EITHER/ORCHESTRAfeaturing MULATU ASTATKE as part of the What Is Classical? festival, at Harbourfront Centre (235 Queens Quay West), Saturday (July 26), 9:30 pm. Free. 416-973-4000.
The enchantingly exotic and furtively funky music of Mulatu Astatke might make the appearance of the legendary Ethiopian composer/arranger and vibes virtuoso with the adventurous Either/Orchestra seem like a strange choice for the What Is Classical? festival at Harbourfront this weekend, but Mulatu and his charismatic cohorts from the Swinging Addis scene of the 60s have been showing up in many unlikely places lately.
Earlier this month, Mulatu led a Buena Vista Social Club-like gathering of golden-age stars of the popular Ethiopiques reissue series, including Mahmoud Ahmed, Alemayehu Eshete and Getachew Mekuria, in a triumphant debut at London's posh Barbican Theatre and a rocking show for a rowdy horde of hipsters at the massive Glastonbury Festival the next day.
Russ Gershon, whose 10-piece Either/Orchestra served as the backing band, is still reeling from the experience.
"We weren't sure what kind of reception we'd get from either audience," allows saxophonist/composer Gershon. "But we received standing ovations from the London Symphony Orchestra crowd at the very sold-out Barbican show, so that was definitely a home run.
"I'd describe the Glastonbury gig as a ground rule double, but we definitely won over a lot of indie kids, or I should say the music did. There's something about those darker scales that really connects with people into punk rock; I know that's part of what drew us in when we started playing this music 10 years ago."

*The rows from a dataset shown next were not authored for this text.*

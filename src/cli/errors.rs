//! CLI-specific error formatting for user-facing messages.

use dialoguer::console::style;

use crate::error::LoginError;

/// Render a failed login as the single line printed on stderr.
pub fn format_login_error(err: &LoginError, color: bool) -> String {
    match err {
        LoginError::InsufficientScope {
            interactive: true, ..
        } => format!("{} {err}", style("!").red().force_styling(color)),
        err if err.is_post_success() => {
            format!("{} {err}", style("!").yellow().force_styling(color))
        }
        LoginError::Usage(_) => {
            format!("Error: {err}\n\nRun 'hubauth auth login --help' for usage.")
        }
        LoginError::PromptCancelled => "Login cancelled".to_string(),
        other => format!("Error: {other}"),
    }
}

The seductive slink that characterizes the captivating music of Mulatu - who is to Ethiogroove what Fela Kuti is to Afrobeat - is a combustible concoction of traditional Ethiopian modes and rhythms mixed in with some nasty Nuyorican boogaloo and busted out with the boisterous bash of a Question Mark and the Mysterians frat rocker.

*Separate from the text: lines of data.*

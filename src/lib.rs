//! Host authentication for GitHub.com and GitHub Enterprise.
//!
//! Establishes, verifies and persists an access token for a named host,
//! either from a token piped on standard input or by walking the operator
//! through an interactive login.
//!
//! # Quick Start
//!
//! ```no_run
//! use hubauth::api::ApiClientFactory;
//! use hubauth::auth::DeviceCodeFlow;
//! use hubauth::config::FileHostsStore;
//! use hubauth::login::{FlowInput, LoginFlow, TerminalReporter, TtyState, REQUIRED_SCOPES};
//! use hubauth::prompt::TerminalPrompter;
//!
//! # async fn example() -> hubauth::error::Result<()> {
//! let store = FileHostsStore::open("/tmp/hubauth/hosts.toml")?;
//! let clients = ApiClientFactory::default();
//! let browser = DeviceCodeFlow::new("client-id", &REQUIRED_SCOPES);
//! let prompter = TerminalPrompter::new();
//! let mut reporter = TerminalReporter::stderr();
//!
//! let input = FlowInput {
//!     token: Some("ghp_example".to_string()),
//!     tty: TtyState::default(),
//!     with_token: true,
//!     ..FlowInput::default()
//! };
//! LoginFlow::new(&store, &clients, &prompter, &browser, &mut reporter)
//!     .run(input)
//!     .await?;
//! # Ok(())
//! # }
//! ```

pub mod api;
pub mod auth;
pub mod config;
pub mod error;
pub mod login;
pub mod prompt;

#[cfg(feature = "cli")]
pub mod cli;
//! Browser-based authorization, used by the interactive login branch.

pub mod device_code;
pub mod error;

pub use device_code::{DeviceCodeFlow, DeviceCodePoll, DeviceCodeSession};
pub use error::AuthError;

use async_trait::async_trait;

use crate::config::CredentialStore;

/// Obtains a token for `hostname` out of band and leaves it committed in
/// `store`. The login flow treats the whole exchange as one opaque step.
#[async_trait]
pub trait BrowserAuth: Send + Sync {
    async fn authenticate(
        &self,
        store: &dyn CredentialStore,
        hostname: &str,
    ) -> Result<(), AuthError>;
}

Jim Jarmusch deftly built his critically acclaimed 2005 film Broken Flowers around Mulatu's unique sound that's simultaneously familiar and otherworldly, while Kanye West sampled it for Common's standout single The Game from last year's Finding Forever album. ABC's Good Morning America is even using Mulatu's 1968 recording of Yegelle Tezeta to accompany its weather updates.
That might not seem like such a big deal, but for Mulatu it's a dream come true.

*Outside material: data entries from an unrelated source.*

use std::collections::BTreeMap;
use std::fs;
use std::io::Write;
#[cfg(unix)]
use std::os::unix::fs::{OpenOptionsExt, PermissionsExt};
use std::path::{Path, PathBuf};
use std::sync::{Mutex, MutexGuard};
use std::time::{SystemTime, UNIX_EPOCH};

use serde::{Deserialize, Serialize};

use super::error::StoreError;

/// Key under which a host's access token is stored.
pub const OAUTH_TOKEN_KEY: &str = "oauth_token";
/// Key under which a host's preferred git transport is stored.
pub const GIT_PROTOCOL_KEY: &str = "git_protocol";

/// Host-keyed configuration with staged writes.
///
/// `set` only mutates the in-memory document; nothing is durable until
/// `commit` returns `Ok`.
pub trait CredentialStore: Send + Sync {
    fn get(&self, host: &str, key: &str) -> Result<Option<String>, StoreError>;
    fn set(&self, host: &str, key: &str, value: &str) -> Result<(), StoreError>;
    fn commit(&self) -> Result<(), StoreError>;
}

/// On-disk shape of `hosts.toml`: one table of string fields per host.
///
/// ```toml
/// ["github.com"]
/// git_protocol = "ssh"
/// oauth_token = "gho_..."
/// ```
#[derive(Debug, Clone, Default, PartialEq, Eq, Serialize, Deserialize)]
#[serde(transparent)]
pub struct HostsDocument {
    hosts: BTreeMap<String, BTreeMap<String, String>>,
}

impl HostsDocument {
    pub fn get(&self, host: &str, key: &str) -> Option<&str> {
        self.hosts.get(host)?.get(key).map(String::as_str)
    }

    pub fn set(&mut self, host: String, key: &str, value: &str) {
        self.hosts
            .entry(host)
            .or_default()
            .insert(key.to_string(), value.to_string());
    }

    pub fn hosts(&self) -> impl Iterator<Item = &str> {
        self.hosts.keys().map(String::as_str)
    }
}

/// File-backed store over a single TOML document.
#[derive(Debug)]
pub struct FileHostsStore {
    path: PathBuf,
    staged: Mutex<HostsDocument>,
}

impl FileHostsStore {
    pub const FILE_NAME: &'static str = "hosts.toml";

    /// Load `path`, treating a missing file as an empty document.
    pub fn open(path: impl Into<PathBuf>) -> Result<Self, StoreError> {
        let path = path.into();
        let document = match fs::read_to_string(&path) {
            Ok(raw) => toml::from_str(&raw)?,
            Err(err) if err.kind() == std::io::ErrorKind::NotFound => HostsDocument::default(),
            Err(err) => return Err(err.into()),
        };
        tracing::debug!(path = %path.display(), "loaded hosts config");
        Ok(Self {
            path,
            staged: Mutex::new(document),
        })
    }

    /// Open `hosts.toml` inside `dir`.
    pub fn open_in(dir: &Path) -> Result<Self, StoreError> {
        Self::open(dir.join(Self::FILE_NAME))
    }

    pub fn path(&self) -> &Path {
        &self.path
    }

    /// Snapshot of the staged document.
    pub fn document(&self) -> HostsDocument {
        self.staged().clone()
    }

    fn staged(&self) -> MutexGuard<'_, HostsDocument> {
        self.staged
            .lock()
            .unwrap_or_else(|poisoned| poisoned.into_inner())
    }

    fn ensure_parent(path: &Path) -> Result<(), StoreError> {
        if let Some(parent) = path.parent() {
            fs::create_dir_all(parent)?;
        }
        Ok(())
    }
}

impl CredentialStore for FileHostsStore {
    fn get(&self, host: &str, key: &str) -> Result<Option<String>, StoreError> {
        let host = normalize_host(host)?;
        Ok(self.staged().get(&host, key).map(str::to_string))
    }

    fn set(&self, host: &str, key: &str, value: &str) -> Result<(), StoreError> {
        let host = normalize_host(host)?;
        self.staged().set(host, key, value);
        Ok(())
    }

    fn commit(&self) -> Result<(), StoreError> {
        let serialized = toml::to_string(&*self.staged())?;
        Self::ensure_parent(&self.path)?;
        write_atomic(&self.path, serialized.as_bytes())?;
        tracing::debug!(path = %self.path.display(), "committed hosts config");
        Ok(())
    }
}

/// Write `data` to a sibling temp file created owner-only, sync it, then
/// rename it over `path`. The temp file never outlives a failed write.
fn write_atomic(path: &Path, data: &[u8]) -> Result<(), StoreError> {
    let file_name = path
        .file_name()
        .ok_or_else(|| StoreError::Io(format!("{} has no file name", path.display())))?;
    let nonce = SystemTime::now()
        .duration_since(UNIX_EPOCH)
        .unwrap_or_default()
        .as_nanos();
    let temp_path = path.with_file_name(format!(
        ".{}.tmp-{}-{nonce}",
        file_name.to_string_lossy(),
        std::process::id()
    ));

    let mut options = fs::OpenOptions::new();
    options.write(true).create_new(true);
    #[cfg(unix)]
    options.mode(0o600);

    let write_result = (|| -> std::io::Result<()> {
        let mut temp_file = options.open(&temp_path)?;
        temp_file.write_all(data)?;
        temp_file.sync_all()?;
        Ok(())
    })();
    if let Err(err) = write_result {
        let _ = fs::remove_file(&temp_path);
        return Err(err.into());
    }

    if let Err(err) = fs::rename(&temp_path, path) {
        let _ = fs::remove_file(&temp_path);
        return Err(err.into());
    }

    #[cfg(unix)]
    fs::set_permissions(path, fs::Permissions::from_mode(0o600))?;
    Ok(())
}

/// Canonical form of a hostname used as a store key.
pub fn normalize_host(host: &str) -> Result<String, StoreError> {
    let trimmed = host.trim();
    if trimmed.is_empty() || trimmed.contains(|c: char| c.is_whitespace() || c == '/') {
        return Err(StoreError::InvalidHost(host.to_string()));
    }
    Ok(trimmed.to_ascii_lowercase())
}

"I was very surprised and delighted when I heard a recording Seyfou Yohannes made many years ago being used in a new song (Common's The Game) on the radio," smiles Mulatu, who's currently engaged in ethnomusicological research and development on a Radcliffe Fellowship at Harvard University. "It shows me that younger musicians and producers in the United States and more people around the world are becoming aware of Ethiopian music. That's something I've been working toward my whole life.
"For far too long, Ethiopian culture has been a closed subject, and very few people outside of the country knew anything about it. But in recent years things have been opening up. Tourism has increased, bringing a greater awareness of what Ethiopia has to offer. In addition, the Ethiopiques CD reissue series, the Broken Flowers film, as well as my frequent concerts and festival appearances in many different countries, have all helped people discover the beauty of Ethiopian culture."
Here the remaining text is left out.